Diverso, invece, quanto accade nel settore dello sviluppo software. Se è vero, infatti, che buona parte dei titoli viene creata dalle stesse case produttrici di hardware, è anche vero che vi è un fiorente mercato di titoli di terze parti, prodotti in esclusiva per una delle case, o declinati per i diversi sistemi di gioco, dal computer al telefonino.
Esaminando il panorama italiano di vendita di titoli di giochi si nota che la fetta di mercato delle case di produzione italiane è davvero risicata: si tratta del 2,5% del fatturato totale, pari a circa 30 milioni di euro nel 2009. Una presenza molto ridotta, che tende a sparire se si guarda il mercato di titoli a livello globale e la cui fragilità è ancora più evidente se la si paragona alla situazione di altri paesi europei che hanno investito in maniera più decisa in questo settore della produzione culturale.
In Francia, ad esempio, la filiera dei videogiochi vede 138 studi e 65 editori, risultato del consolidarsi del settore produttivo tra il 2003 e il 2006, contro le 17 aziende italiane raggruppate nella Filiera di Confindustria dei Produttori Italiani di Videogiochi (nata nel marzo 2009).
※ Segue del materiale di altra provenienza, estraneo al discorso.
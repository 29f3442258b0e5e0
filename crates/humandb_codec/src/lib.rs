//! # humandb codec
//!
//! Canonical CBOR encoding/decoding for humandb envelopes.
//!
//! Every request and response travels as one self-describing CBOR item.
//! No length prefix is used: a reader decodes from the front of its buffer
//! with [`from_cbor_prefix`] and learns how many bytes the item occupied.
//!
//! ## Canonical CBOR Rules
//!
//! - Maps are sorted by key (length-first, then bytewise on encoded keys)
//! - Integers use shortest encoding
//! - Floats are always 64-bit doubles; NaN is rejected
//! - Strings must be UTF-8
//! - No indefinite-length items
//!
//! ## Usage
//!
//! ```
//! use humandb_codec::{from_cbor, to_canonical_cbor, Value};
//!
//! let value = Value::text_map([("x", Value::Float(1.5)), ("y", Value::Integer(-3))]);
//! let bytes = to_canonical_cbor(&value).unwrap();
//!
//! let decoded = from_cbor(&bytes).unwrap();
//! assert_eq!(value, decoded);
//! ```

#![deny(unsafe_code)]
#![warn(missing_docs)]

mod decoder;
mod encoder;
mod error;
mod value;

pub use decoder::{from_cbor, from_cbor_prefix, CanonicalDecoder};
pub use encoder::{to_canonical_cbor, CanonicalEncoder};
pub use error::{CodecError, CodecResult};
pub use value::Value;

/// Trait for types that can be encoded to canonical CBOR.
pub trait Encode {
    /// Encode this value to canonical CBOR bytes.
    fn encode(&self) -> CodecResult<Vec<u8>>;
}

/// Trait for types that can be decoded from CBOR.
pub trait Decode: Sized {
    /// Decode this value from CBOR bytes.
    fn decode(bytes: &[u8]) -> CodecResult<Self>;
}

impl Encode for Value {
    fn encode(&self) -> CodecResult<Vec<u8>> {
        to_canonical_cbor(self)
    }
}

impl Decode for Value {
    fn decode(bytes: &[u8]) -> CodecResult<Self> {
        from_cbor(bytes)
    }
}

#[cfg(test)]
mod tests {
    use super::*;
    use proptest::prelude::*;

    fn roundtrip(value: &Value) -> Value {
        Value::decode(&value.encode().unwrap()).unwrap()
    }

    #[test]
    fn roundtrip_nested() {
        let value = Value::text_map([
            (
                "collection",
                Value::Array(vec![
                    Value::text_map([
                        ("name", Value::from("Alice")),
                        ("x", Value::Float(-0.5)),
                        ("car", Value::Null),
                    ]),
                    Value::text_map([
                        ("name", Value::from("Bob")),
                        ("x", Value::Float(1e300)),
                        ("car", Value::text_map([("cool", Value::Bool(true))])),
                    ]),
                ]),
            ),
            ("count", Value::Integer(2)),
        ]);
        assert_eq!(roundtrip(&value), value);
    }

    #[test]
    fn every_strict_prefix_is_incomplete() {
        let value = Value::text_map([
            ("message", Value::from("ok")),
            ("record", Value::Float(3.25)),
        ]);
        let bytes = value.encode().unwrap();
        for cut in 0..bytes.len() {
            let err = from_cbor_prefix(&bytes[..cut]).unwrap_err();
            assert!(err.is_incomplete(), "cut at {cut}: {err:?}");
        }
    }

    fn arb_value() -> impl Strategy<Value = Value> {
        let leaf = prop_oneof![
            Just(Value::Null),
            any::<bool>().prop_map(Value::Bool),
            any::<i64>().prop_map(Value::Integer),
            any::<f64>()
                .prop_filter("NaN is not encodable", |f| !f.is_nan())
                .prop_map(Value::Float),
            ".{0,16}".prop_map(Value::Text),
        ];
        leaf.prop_recursive(3, 24, 6, |inner| {
            prop_oneof![
                prop::collection::vec(inner.clone(), 0..6).prop_map(Value::Array),
                prop::collection::vec(("[a-z]{1,6}", inner), 0..6).prop_map(|pairs| {
                    let mut pairs: Vec<(String, Value)> = pairs;
                    pairs.sort_by(|a, b| a.0.cmp(&b.0));
                    pairs.dedup_by(|a, b| a.0 == b.0);
                    Value::map(pairs.into_iter().map(|(k, v)| (Value::Text(k), v)).collect())
                }),
            ]
        })
    }

    proptest! {
        #[test]
        fn canonical_roundtrip(value in arb_value()) {
            prop_assert_eq!(roundtrip(&value), value);
        }
    }
}
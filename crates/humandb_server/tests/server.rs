//! End-to-end tests against a server on an ephemeral port.

use std::collections::HashSet;
use std::net::SocketAddr;
use std::sync::Arc;
use std::time::Duration;

use humandb_core::CollectionStore;
use humandb_protocol::{Channel, Request, Response};
use humandb_server::{Server, ServerConfig, ServerContext};
use humandb_testkit::{populated_store, sample_record};
use tokio::net::TcpStream;
use tokio::sync::oneshot;
use tokio::task::JoinHandle;

struct Running {
    addr: SocketAddr,
    context: Arc<ServerContext>,
    stop: oneshot::Sender<()>,
    task: JoinHandle<()>,
}

async fn start(store: CollectionStore) -> Running {
    let config = ServerConfig::new("127.0.0.1:0".parse().unwrap());
    let server = Server::bind(ServerContext::new(config, store)).await.unwrap();
    let addr = server.local_addr().unwrap();
    let context = server.context();
    let (stop, stopped) = oneshot::channel();
    let task = tokio::spawn(async move {
        server
            .run_until(async {
                let _ = stopped.await;
            })
            .await
            .unwrap();
    });
    Running {
        addr,
        context,
        stop,
        task,
    }
}

async fn connect(addr: SocketAddr) -> Channel<TcpStream> {
    Channel::new(TcpStream::connect(addr).await.unwrap())
}

async fn call(channel: &mut Channel<TcpStream>, request: Request) -> Response {
    channel.send(&request).await.unwrap();
    tokio::time::timeout(Duration::from_secs(5), channel.receive())
        .await
        .unwrap()
        .unwrap()
}

#[tokio::test]
async fn full_session() {
    let running = start(CollectionStore::new()).await;
    let mut client = connect(running.addr).await;

    let response = call(&mut client, Request::new("help")).await;
    assert_eq!(response.message.unwrap().lines().count(), 15);

    for (key, name) in [(1, "Carol"), (2, "alice"), (3, "Bob")] {
        let request = Request::new("insert")
            .with_key(key)
            .with_record(sample_record(0, name));
        let response = call(&mut client, request).await;
        assert!(response.message.unwrap().starts_with("Record added"));
    }

    let response = call(&mut client, Request::new("show")).await;
    let names: Vec<String> = response
        .collection
        .unwrap()
        .into_iter()
        .map(|(_, r)| r.name)
        .collect();
    assert_eq!(names, vec!["alice", "Bob", "Carol"]);

    let response = call(&mut client, Request::new("PRINT_DESCENDING")).await;
    let keys: Vec<i32> = response
        .collection
        .unwrap()
        .into_iter()
        .map(|(k, _)| k)
        .collect();
    assert_eq!(keys, vec![1, 3, 2]);

    let response = call(&mut client, Request::new("teleport")).await;
    assert!(response.message.unwrap().starts_with("Unknown command"));

    client.send(&Request::new("exit")).await.unwrap();
    assert!(client.receive::<Response>().await.unwrap_err().is_disconnect());

    running.stop.send(()).unwrap();
    running.task.await.unwrap();
}

#[tokio::test(flavor = "multi_thread", worker_threads = 4)]
async fn concurrent_inserts_get_distinct_ids() {
    let running = start(CollectionStore::new()).await;

    let mut clients = Vec::new();
    for worker in 0..8 {
        let addr = running.addr;
        clients.push(tokio::spawn(async move {
            let mut channel = connect(addr).await;
            for i in 0..10 {
                let request = Request::new("insert")
                    .with_key(worker * 100 + i + 1)
                    .with_record(sample_record(1, "same id requested"));
                call(&mut channel, request).await;
            }
        }));
    }
    for client in clients {
        client.await.unwrap();
    }

    let ids: Vec<i32> = running
        .context
        .with_store(|s| s.iter().map(|(_, r)| r.id).collect());
    assert_eq!(ids.len(), 80);
    let distinct: HashSet<i32> = ids.iter().copied().collect();
    assert_eq!(distinct.len(), 80);
    assert_eq!(distinct, (1..=80).collect());

    running.stop.send(()).unwrap();
    running.task.await.unwrap();
}

#[tokio::test]
async fn dropped_client_does_not_affect_others() {
    let running = start(populated_store(3)).await;

    let mut steady = connect(running.addr).await;
    let rude = connect(running.addr).await;
    drop(rude);

    let response = call(&mut steady, Request::new("info")).await;
    assert!(response.message.unwrap().contains("Number of elements: 3"));

    let response = call(&mut steady, Request::new("remove_greater_key").with_argument(10)).await;
    assert!(response.message.unwrap().starts_with("Removed 2"));
    assert_eq!(running.context.with_store(CollectionStore::len), 1);

    running.stop.send(()).unwrap();
    running.task.await.unwrap();
}

#[tokio::test]
async fn update_changes_storage_key() {
    let running = start(CollectionStore::new()).await;
    let mut client = connect(running.addr).await;

    let insert = Request::new("insert")
        .with_key(3)
        .with_record(sample_record(0, "before"));
    call(&mut client, insert).await;

    let update = Request::new("update")
        .with_argument(1)
        .with_key(9)
        .with_record(sample_record(0, "after"));
    let response = call(&mut client, update).await;
    assert_eq!(response.message.as_deref(), Some("Record 1 updated."));

    let (keys, ids) = running.context.with_store(|s| {
        let keys: Vec<i32> = s.iter().map(|(k, _)| k).collect();
        let ids: Vec<i32> = s.iter().map(|(_, r)| r.id).collect();
        (keys, ids)
    });
    assert_eq!(keys, vec![9]);
    assert_eq!(ids, vec![1]);

    running.stop.send(()).unwrap();
    running.task.await.unwrap();
}
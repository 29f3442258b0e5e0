//! Test fixtures: sample records, stores and snapshot files.

use std::path::{Path, PathBuf};

use humandb_core::snapshot::write_snapshot;
use humandb_core::{now, Car, Coordinates, CollectionStore, HumanBeing, WeaponType};
use tempfile::TempDir;

/// Builds a complete record with the given id and name.
///
/// Every other field gets a fixed value derived from `id`, so two calls with
/// the same arguments differ only in `creation_date`.
pub fn sample_record(id: i32, name: &str) -> HumanBeing {
    let weapon = WeaponType::ALL[id.unsigned_abs() as usize % WeaponType::ALL.len()];
    HumanBeing {
        id,
        name: name.to_string(),
        coordinates: Coordinates {
            x: f64::from(id) * 1.5,
            y: i64::from(id) * -2,
        },
        creation_date: now(),
        real_hero: id % 2 == 0,
        has_toothpick: id % 3 == 0,
        impact_speed: i64::from(id) * 10,
        soundtrack_name: format!("track {id}"),
        minutes_of_waiting: f64::from(id) / 4.0,
        weapon_type: weapon,
        car: Car {
            name: format!("car {}", (b'a' + (id.unsigned_abs() % 26) as u8) as char),
            cool: id % 2 == 1,
        },
    }
}

/// Names handed out by [`sample_entries`], deliberately not in key order.
pub const SAMPLE_NAMES: [&str; 8] = [
    "Mira", "alex", "Zed", "bruno", "Kim", "yara", "Leo", "dana",
];

/// `count` entries keyed 10, 20, 30, ... with ids 1, 2, 3, ...
pub fn sample_entries(count: usize) -> Vec<(i32, HumanBeing)> {
    (1..=count)
        .map(|i| {
            let id = i32::try_from(i).expect("sample count fits in i32");
            let name = SAMPLE_NAMES[(i - 1) % SAMPLE_NAMES.len()];
            (id * 10, sample_record(id, name))
        })
        .collect()
}

/// A store holding [`sample_entries`]`(count)`.
pub fn populated_store(count: usize) -> CollectionStore {
    CollectionStore::from_entries(sample_entries(count))
}

/// A snapshot path inside a temporary directory that lives as long as this
/// value.
pub struct TempSnapshot {
    path: PathBuf,
    _dir: TempDir,
}

impl TempSnapshot {
    /// A path where no file exists yet.
    pub fn empty() -> Self {
        let dir = TempDir::new().expect("Failed to create temp directory");
        let path = dir.path().join("collection.tsv");
        Self { path, _dir: dir }
    }

    /// A snapshot file holding the given entries.
    pub fn with_entries(entries: &[(i32, HumanBeing)]) -> Self {
        let snapshot = Self::empty();
        write_snapshot(&snapshot.path, entries.iter().map(|(k, r)| (*k, r)))
            .expect("Failed to write snapshot");
        snapshot
    }

    /// A snapshot file with raw contents.
    pub fn with_contents(contents: &str) -> Self {
        let snapshot = Self::empty();
        std::fs::write(&snapshot.path, contents).expect("Failed to write snapshot");
        snapshot
    }

    /// Snapshot path.
    pub fn path(&self) -> &Path {
        &self.path
    }
}

#[cfg(test)]
mod tests {
    use super::*;

    #[test]
    fn sample_entries_are_valid() {
        let entries = sample_entries(12);
        let store = CollectionStore::from_entries(entries.clone());
        assert_eq!(store.len(), 12);
        assert_eq!(entries[0].0, 10);
        assert_eq!(entries[11].1.id, 12);
    }

    #[test]
    fn temp_snapshot_loads_back() {
        let snapshot = TempSnapshot::with_entries(&sample_entries(3));
        let store = CollectionStore::load(snapshot.path()).unwrap();
        assert_eq!(store.len(), 3);
        assert!(!TempSnapshot::empty().path().exists());
    }
}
Le imprese francesi, definite come “deboli” dagli studiosi francesi del settore, fatturano circa l’8% del totale del fatturato dei videogiochi, cifra ben superiore a quella italiana, e nel 2000 il fatturato francese dei videogiochi ha superato quello del cinema in sala, cosa accaduta in Italia solo 9 anni dopo. Questo è il risultato sia di un intervento di finanziamento pubblico, sia di normative legali e fiscali specifiche che hanno favorito la diffusione di questo tipo di entertainment, sia, infine, alla creazione di una filiera di formazione specifica (Rouet 2009), misure pressoché assenti nel panorama italiano.
Ciò che sembra invece caratterizzare lo scenario italiano è una presenza piuttosto consistente e vivace di produttori Indie, indipendenti, la cui crescita viene favorita dalle recenti evoluzioni dei modi e degli strumenti di gioco. I produttori indipendenti nel campo della produzione dei videogiochi possono essere assimilati ai musicisti Indie o a registi cinematografici indipendenti. Sono spesso guidati da principi di indipendenza rispetto ai grandi capitali di investimento, dalla ricerca sperimentale dei linguaggi e dei meccanismi di gioco, dall’originalità dei generi di gioco, che, invece, sono rigidamente codificati nell’industria del videogioco tradizionale. Solitamente non legano il loro lavoro a singole piattaforme e cercano di creare giochi discostandosi dall’industria mainstream e dai dettami del marketing. Avendo una struttura agile, spesso nata a partire dalla passione dei fondatori, sono capaci di rispondere velocemente alle sollecitazioni del mercato e, soprattutto, possono approfittare dei vantaggi dati dalla crescita dei canali alternativi di distribuzione per far crescere il loro business.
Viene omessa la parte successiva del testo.